Innovation Thrives in Tech Square

Panelists discuss Georgia Tech's innovation ecosystem
Panelists discuss Georgia Tech's innovation ecosystem

When Georgia Tech opened Technology Square in 2003, one of the guiding principles was to foster a better connection with the business community. Fast forward to today and evidence of those successful connections can be found in the more than one dozen corporate innovation centers clustered in the area.

While these centers represent a diverse range of industries, they all have the common goal of tapping into the area’s culture of collaboration thanks to the vibrant network of students, faculty, researchers and startup entrepreneurs.

Georgia Tech President G.P. “Bud” Peterson hosted a roundtable discussion Tuesday morning with a handful of corporate executives from companies that opened innovation centers in Tech Square.

“This is a very exciting time for the innovation ecosystem that exists here in Atlanta, and in particular in Tech Square,” Peterson said during the event held in Tech Square. “The strategy is to try to provide an opportunity for large corporations to create an innovation space and access the talent and the technologies that exist here at Georgia Tech.” 

The panelists included Tom Gebhardt, chief operating officer of Panasonic Automotive Systems Company of America, whose innovation center opened in 2012, making the company an early adaptor. The program has grown tenfold over the past four years, he said.

Gebhardt explained the benefits of working outside a traditional corporate environment.

“The ideas that are generated in this center versus what we’d get in our corporate environment are unmatched,” he said. “The mix, the demographic, the diversity, it’s not possible.”

UCB, the global biopharmaceutical company, is one of the newest innovation centers, having just opened the UCB Solution Accelerator this week. Its goal is to drive collaboration between the company and Georgia Tech to develop solutions to help those living with severe diseases.

Jeff Wren, head of UCB’s Neurology Patient Value Unit, explained how the centers demonstrate that problems cannot be solved just by the research and development units typically found at a company’s corporate headquarters.

“We have to go beyond our own walls,” Wren said. “We need to see transformation, but no single entity can create that transformation on their own. So if we want to see this transformation take place we have to be networked, and that is one of the reasons we are here.”

The centers do more than just help the companies. They engage with startups, providing them with access to markets and fostering relationships through mentorships, said Blake Patton, a technology entrepreneur and investor who is a managing partner with Tech Square Ventures, a seed and early-stage venture capital fund located in Tech Square.

The innovation centers are investors for the startups by becoming customers and partners, and providing platforms to help them to succeed, said Patton, a past general manager of Georgia Tech’s Advanced Technology Development Center, a statewide startup technology business incubator.
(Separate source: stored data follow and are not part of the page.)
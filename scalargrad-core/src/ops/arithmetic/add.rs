use crate::autograd::BackwardOp;
use crate::ops::traits::Scalar;
use crate::value::Value;
use std::rc::Rc;

// --- Backward Operation Structure ---

/// Backward operation context for addition.
#[derive(Debug)]
struct AddBackward<T: Scalar> {
    a: Value<T>,
    b: Value<T>,
}

impl<T: Scalar> BackwardOp<T> for AddBackward<T> {
    fn backward(&self, grad_output: T) -> Vec<T> {
        // d(a+b)/da = 1, d(a+b)/db = 1
        vec![grad_output, grad_output]
    }

    fn inputs(&self) -> Vec<Value<T>> {
        vec![self.a.clone(), self.b.clone()]
    }
}

// --- Forward Operation ---

/// Adds two values and records the operation in the graph.
pub fn add_op<T: Scalar>(a: &Value<T>, b: &Value<T>) -> Value<T> {
    let out_data = a.data() + b.data();
    Value::from_op(
        out_data,
        Rc::new(AddBackward {
            a: a.clone(),
            b: b.clone(),
        }),
    )
}

// --- Tests ---
#[cfg(test)]
#[path = "add_test.rs"]
mod tests;
use crate::autograd::BackwardOp;
use crate::ops::traits::Scalar;
use crate::value::Value;
use std::rc::Rc;

// --- Backward Operation Structure ---

/// Backward operation context for multiplication. Keeps handles to both
/// operands: each one's gradient needs the other's forward value.
#[derive(Debug)]
struct MulBackward<T: Scalar> {
    a: Value<T>,
    b: Value<T>,
}

impl<T: Scalar> BackwardOp<T> for MulBackward<T> {
    fn backward(&self, grad_output: T) -> Vec<T> {
        // d(a*b)/da = b, d(a*b)/db = a
        vec![self.b.data() * grad_output, self.a.data() * grad_output]
    }

    fn inputs(&self) -> Vec<Value<T>> {
        vec![self.a.clone(), self.b.clone()]
    }
}

// --- Forward Operation ---

/// Multiplies two values and records the operation in the graph.
///
/// The two operands may be the same node (`x * x`); the traversal visits it
/// once while both backward contributions still accumulate into it.
pub fn mul_op<T: Scalar>(a: &Value<T>, b: &Value<T>) -> Value<T> {
    let out_data = a.data() * b.data();
    Value::from_op(
        out_data,
        Rc::new(MulBackward {
            a: a.clone(),
            b: b.clone(),
        }),
    )
}

// --- Tests ---
#[cfg(test)]
#[path = "mul_test.rs"]
mod tests;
ATDC’s current general manager, Jennifer Bonnett, moderated the discussion, which included questions from reporters who attended in person and those who watched the event through a live web stream.

One reporter asked for examples of products or solutions that came out of the innovation centers.
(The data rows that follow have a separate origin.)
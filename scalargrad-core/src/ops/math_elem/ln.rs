use crate::autograd::BackwardOp;
use crate::error::ScalarGradError;
use crate::ops::apply_unary_op;
use crate::ops::traits::Scalar;
use crate::value::Value;
use num_traits::ToPrimitive;
use std::rc::Rc;

// --- Backward Operation Structure ---

/// Backward operation context for the natural logarithm. Keeps the input
/// handle: the gradient is `grad_output / input`.
#[derive(Debug)]
struct LnBackward<T: Scalar> {
    input: Value<T>,
}

impl<T: Scalar> BackwardOp<T> for LnBackward<T> {
    fn backward(&self, grad_output: T) -> Vec<T> {
        // d(ln a)/da = 1/a
        vec![grad_output / self.input.data()]
    }

    fn inputs(&self) -> Vec<Value<T>> {
        vec![self.input.clone()]
    }
}

// --- Forward Operation ---

/// Natural logarithm (base e).
///
/// Only defined for strictly positive inputs; anything else fails with
/// [`ScalarGradError::InvalidDomain`] before any node is built, leaving the
/// operand untouched.
pub fn ln_op<T: Scalar>(a: &Value<T>) -> Result<Value<T>, ScalarGradError> {
    let a_data = a.data();
    if a_data <= T::zero() {
        return Err(ScalarGradError::InvalidDomain {
            operation: "ln",
            value: a_data.to_f64().unwrap_or(f64::NAN),
        });
    }
    Ok(apply_unary_op(a, |x| x.ln(), |input, _| {
        Rc::new(LnBackward { input })
    }))
}

impl<T: Scalar> Value<T> {
    /// See [`ln_op`].
    pub fn ln(&self) -> Result<Value<T>, ScalarGradError> {
        ln_op(self)
    }
}

// --- Tests ---
#[cfg(test)]
#[path = "ln_test.rs"]
mod tests;
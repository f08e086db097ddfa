use crate::nn::init;
use crate::nn::module::Module;
use crate::value::Value;

/// A single scalar neuron: `tanh(w . x + b)`.
#[derive(Debug)]
pub struct Neuron {
    weights: Vec<Value<f64>>,
    bias: Value<f64>,
}

impl Neuron {
    /// Creates a neuron with `in_features` Gaussian-initialized weights and
    /// a Gaussian-initialized bias.
    pub fn new(in_features: usize) -> Self {
        Neuron {
            weights: (0..in_features)
                .map(|_| Value::new(init::randn()))
                .collect(),
            bias: Value::new(init::randn()),
        }
    }

    /// Weighted sum of the inputs plus bias, squashed through tanh.
    ///
    /// # Panics
    /// If `inputs` does not match the neuron's input width.
    pub fn forward(&self, inputs: &[Value<f64>]) -> Value<f64> {
        assert_eq!(
            inputs.len(),
            self.weights.len(),
            "input feature count mismatch"
        );
        let mut activation = self.bias.clone();
        for (weight, input) in self.weights.iter().zip(inputs) {
            activation = activation + weight * input;
        }
        activation.tanh()
    }
}

impl Module for Neuron {
    fn parameters(&self) -> Vec<Value<f64>> {
        let mut params = self.weights.clone();
        params.push(self.bias.clone());
        params
    }
}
The first innovation created by the Anthem center allowed for what officials call a dynamic video, said Tom Miller, the chief information officer for the Fortune 50 health benefits company.
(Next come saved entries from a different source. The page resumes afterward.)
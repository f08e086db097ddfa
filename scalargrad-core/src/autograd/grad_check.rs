use crate::error::ScalarGradError;
use crate::value::Value;
use approx::{abs_diff_eq, relative_eq};
use thiserror::Error;

/// Error type specifically for gradient checking failures.
#[derive(Error, Debug, Clone, PartialEq)]
pub enum GradCheckError {
    #[error("gradient check failed for input {input_index}: analytical grad {analytical_grad} != numerical grad {numerical_grad} (difference {difference})")]
    GradientMismatch {
        input_index: usize,
        analytical_grad: f64,
        numerical_grad: f64,
        difference: f64,
    },

    #[error("forward function failed during gradient check: {0}")]
    ForwardPassError(#[from] ScalarGradError),

    #[error("numerical gradient is not finite for input {input_index} (loss+: {loss_plus}, loss-: {loss_minus})")]
    NumericalGradNotFinite {
        input_index: usize,
        loss_plus: f64,
        loss_minus: f64,
    },

    #[error("analytical gradient is not finite for input {input_index}: {value}")]
    AnalyticalGradNotFinite { input_index: usize, value: f64 },
}

/// Checks analytical gradients against central finite differences.
///
/// `func` must rebuild its expression from the supplied leaves on every
/// call: one clean build for the analytical backward pass, then two probe
/// builds per input for `(f(x+eps) - f(x-eps)) / 2eps`. The probes use fresh
/// leaf nodes, so they never disturb the caller's graph.
///
/// The comparison accepts either absolute or relative agreement within
/// `tolerance`, so it behaves sensibly for both tiny and large gradients.
/// Like the engine's `nn` surface this is `f64`-only.
pub fn check_grad<F>(
    func: F,
    inputs: &[Value<f64>],
    epsilon: f64,
    tolerance: f64,
) -> Result<(), GradCheckError>
where
    F: Fn(&[Value<f64>]) -> Result<Value<f64>, ScalarGradError>,
{
    // --- 1. Analytical gradients from a clean backward pass ---
    for input in inputs {
        input.zero_grad();
    }
    let output = func(inputs)?;
    output.backward();
    let analytical_grads: Vec<f64> = inputs.iter().map(|v| v.grad()).collect();

    // --- 2. Numerical gradient per input ---
    for (i, original) in inputs.iter().enumerate() {
        let base = original.data();

        let loss_plus = func(&perturbed_inputs(inputs, i, base + epsilon))?.data();
        let loss_minus = func(&perturbed_inputs(inputs, i, base - epsilon))?.data();
        let numerical_grad = (loss_plus - loss_minus) / (2.0 * epsilon);

        if !numerical_grad.is_finite() {
            return Err(GradCheckError::NumericalGradNotFinite {
                input_index: i,
                loss_plus,
                loss_minus,
            });
        }
        let analytical_grad = analytical_grads[i];
        if !analytical_grad.is_finite() {
            return Err(GradCheckError::AnalyticalGradNotFinite {
                input_index: i,
                value: analytical_grad,
            });
        }

        // --- 3. Compare ---
        if !(abs_diff_eq!(analytical_grad, numerical_grad, epsilon = tolerance)
            || relative_eq!(analytical_grad, numerical_grad, max_relative = tolerance))
        {
            return Err(GradCheckError::GradientMismatch {
                input_index: i,
                analytical_grad,
                numerical_grad,
                difference: (analytical_grad - numerical_grad).abs(),
            });
        }
    }

    Ok(())
}

/// Fresh leaves for a probe build, with input `index` set to `value`.
fn perturbed_inputs(inputs: &[Value<f64>], index: usize, value: f64) -> Vec<Value<f64>> {
    inputs
        .iter()
        .enumerate()
        .map(|(j, v)| {
            if j == index {
                Value::new(value)
            } else {
                Value::new(v.data())
            }
        })
        .collect()
}

// --- Tests ---
use crate::autograd::BackwardOp;
use crate::error::ScalarGradError;
use crate::ops::arithmetic::mul::mul_op;
use crate::ops::math_elem::exp::exp_op;
use crate::ops::math_elem::ln::ln_op;
use crate::ops::traits::Scalar;
use crate::value::Value;
use num_traits::ToPrimitive;
use std::rc::Rc;

// --- Backward Operation Structure ---

/// Backward operation context for raising to a constant exponent.
#[derive(Debug)]
struct PowfBackward<T: Scalar> {
    base: Value<T>,
    exponent: T,
}

impl<T: Scalar> BackwardOp<T> for PowfBackward<T> {
    fn backward(&self, grad_output: T) -> Vec<T> {
        // d(a^k)/da = k * a^(k-1)
        let a = self.base.data();
        let k = self.exponent;
        vec![k * a.powf(k - T::one()) * grad_output]
    }

    fn inputs(&self) -> Vec<Value<T>> {
        vec![self.base.clone()]
    }
}

// --- Forward Operations ---

/// Unvalidated core of `powf_op`. Also used by `div_op`, whose exponent is
/// the integer -1 and therefore always inside the real domain.
pub(crate) fn powf_unchecked<T: Scalar>(base: &Value<T>, exponent: T) -> Value<T> {
    let out_data = base.data().powf(exponent);
    Value::from_op(
        out_data,
        Rc::new(PowfBackward {
            base: base.clone(),
            exponent,
        }),
    )
}

/// Raises a value to a constant real exponent.
///
/// A negative base with an integer exponent is exact real arithmetic and is
/// allowed; a negative base with a non-integer exponent has no real result
/// and fails with [`ScalarGradError::InvalidDomain`] before any node is
/// built. A zero base with a negative exponent overflows to infinity, which
/// passes through silently like every other overflow.
pub fn powf_op<T: Scalar>(base: &Value<T>, exponent: T) -> Result<Value<T>, ScalarGradError> {
    let base_data = base.data();
    if base_data < T::zero() && exponent.fract() != T::zero() {
        return Err(ScalarGradError::InvalidDomain {
            operation: "powf",
            value: base_data.to_f64().unwrap_or(f64::NAN),
        });
    }
    Ok(powf_unchecked(base, exponent))
}

/// Value-to-the-Value power, computed as `a^b = exp(b * ln a)`.
///
/// This is a composition of `ln`, `mul` and `exp` rather than a primitive
/// with its own backward rule; the gradients of both operands are inherited
/// from the composed operations. The identity only holds for a strictly
/// positive base, checked here before anything is built.
pub fn pow_op<T: Scalar>(base: &Value<T>, exponent: &Value<T>) -> Result<Value<T>, ScalarGradError> {
    let base_data = base.data();
    if base_data <= T::zero() {
        return Err(ScalarGradError::InvalidDomain {
            operation: "pow",
            value: base_data.to_f64().unwrap_or(f64::NAN),
        });
    }
    let ln_base = ln_op(base)?;
    Ok(exp_op(&mul_op(exponent, &ln_base)))
}

// --- Value Methods ---

impl<T: Scalar> Value<T> {
    /// See [`powf_op`].
    pub fn powf(&self, exponent: T) -> Result<Value<T>, ScalarGradError> {
        powf_op(self, exponent)
    }

    /// See [`pow_op`].
    pub fn pow(&self, exponent: &Value<T>) -> Result<Value<T>, ScalarGradError> {
        pow_op(self, exponent)
    }
}

// --- Tests ---
#[cfg(test)]
#[path = "pow_test.rs"]
mod tests;
use crate::autograd::BackwardOp;
use crate::ops::apply_unary_op;
use crate::ops::traits::Scalar;
use crate::value::Value;
use std::rc::Rc;

// --- Backward Operation Structure ---

/// Backward operation context for ReLU. The gate is the captured forward
/// output: gradient passes through only where the output was positive.
#[derive(Debug)]
struct ReluBackward<T: Scalar> {
    input: Value<T>,
    out_data: T,
}

impl<T: Scalar> BackwardOp<T> for ReluBackward<T> {
    fn backward(&self, grad_output: T) -> Vec<T> {
        if self.out_data > T::zero() {
            vec![grad_output]
        } else {
            vec![T::zero()]
        }
    }

    fn inputs(&self) -> Vec<Value<T>> {
        vec![self.input.clone()]
    }
}

// --- Forward Operation ---

/// Rectified Linear Unit: max(0, x).
pub fn relu_op<T: Scalar>(a: &Value<T>) -> Value<T> {
    apply_unary_op(a, |x| x.max(T::zero()), |input, out_data| {
        Rc::new(ReluBackward { input, out_data })
    })
}

impl<T: Scalar> Value<T> {
    /// See [`relu_op`].
    pub fn relu(&self) -> Value<T> {
        relu_op(self)
    }
}

// --- Tests ---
The company previously used a generic video to welcome new members who signed up for health care. Now a personalized video is dynamically generated that brings together attributes of a new client’s family, their situation and their health plan. The video is generated as soon as the client registers. While this information is currently incorporated in a welcome video, it will have additional uses as well, Miller said.

Miller said the innovation center has bred a new hope across the whole company, especially as the health care industry undergoes a major transformation.

“As a large company, you wonder if you’re going to be a part of it or if it’s going to happen to you,” he said. “For the first time in years, if you have a great idea you have somewhere to take it.”

More companies may soon have the same experience.

Peterson said the Institute is seeing more growth around Tech Square and is constantly talking with companies about different ways to engage in the area.

“We’re very excited about what’s going on and we’re very excited to see how it continues to grow and evolve,” Peterson said. “Five years from now it will look different than it does today, but I hope it retains this vibrancy, this energy and this innovative sprit.”